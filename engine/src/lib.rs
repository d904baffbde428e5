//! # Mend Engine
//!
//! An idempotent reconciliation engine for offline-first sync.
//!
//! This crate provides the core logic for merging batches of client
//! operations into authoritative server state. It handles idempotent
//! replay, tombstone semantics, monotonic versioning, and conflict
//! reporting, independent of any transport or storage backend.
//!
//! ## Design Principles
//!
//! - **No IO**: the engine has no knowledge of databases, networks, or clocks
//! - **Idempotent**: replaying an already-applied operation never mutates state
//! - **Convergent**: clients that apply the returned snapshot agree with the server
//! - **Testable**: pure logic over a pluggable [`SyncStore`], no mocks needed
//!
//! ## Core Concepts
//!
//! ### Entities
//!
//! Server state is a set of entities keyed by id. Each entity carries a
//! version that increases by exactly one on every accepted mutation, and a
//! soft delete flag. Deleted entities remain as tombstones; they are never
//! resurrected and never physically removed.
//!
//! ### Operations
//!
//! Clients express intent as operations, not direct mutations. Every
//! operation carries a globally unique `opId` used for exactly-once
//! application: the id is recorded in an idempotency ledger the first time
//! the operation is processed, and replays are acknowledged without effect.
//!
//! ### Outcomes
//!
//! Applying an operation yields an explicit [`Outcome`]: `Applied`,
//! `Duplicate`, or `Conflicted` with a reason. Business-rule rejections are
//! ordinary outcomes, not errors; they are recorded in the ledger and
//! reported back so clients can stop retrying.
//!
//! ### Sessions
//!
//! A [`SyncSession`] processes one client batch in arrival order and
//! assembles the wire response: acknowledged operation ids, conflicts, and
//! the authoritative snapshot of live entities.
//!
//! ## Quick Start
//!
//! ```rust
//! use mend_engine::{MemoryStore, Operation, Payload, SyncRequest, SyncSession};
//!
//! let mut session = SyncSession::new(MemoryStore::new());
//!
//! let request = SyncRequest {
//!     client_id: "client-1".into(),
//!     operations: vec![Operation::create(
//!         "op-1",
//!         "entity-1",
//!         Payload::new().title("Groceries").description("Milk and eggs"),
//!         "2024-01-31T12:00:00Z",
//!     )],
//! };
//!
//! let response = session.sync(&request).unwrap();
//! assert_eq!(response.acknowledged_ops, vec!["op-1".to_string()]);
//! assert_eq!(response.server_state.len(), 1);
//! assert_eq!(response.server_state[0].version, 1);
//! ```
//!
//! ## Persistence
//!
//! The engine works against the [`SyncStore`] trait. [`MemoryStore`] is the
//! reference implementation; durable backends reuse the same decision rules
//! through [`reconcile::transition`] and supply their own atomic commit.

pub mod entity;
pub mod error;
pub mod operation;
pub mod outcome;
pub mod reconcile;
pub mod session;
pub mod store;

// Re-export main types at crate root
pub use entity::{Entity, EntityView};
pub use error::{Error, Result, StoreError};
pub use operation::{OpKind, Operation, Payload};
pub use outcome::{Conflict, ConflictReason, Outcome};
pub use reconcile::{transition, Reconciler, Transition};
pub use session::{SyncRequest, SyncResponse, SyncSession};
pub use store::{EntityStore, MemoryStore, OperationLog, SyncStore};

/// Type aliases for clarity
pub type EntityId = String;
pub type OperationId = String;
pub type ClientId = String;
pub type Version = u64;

What this task involves -
Please filter the entries above down to the lines holding "into" and copy them.

Solution for this problem -
//! operations into authoritative server state. It handles idempotent
//!     client_id: "client-1".into(),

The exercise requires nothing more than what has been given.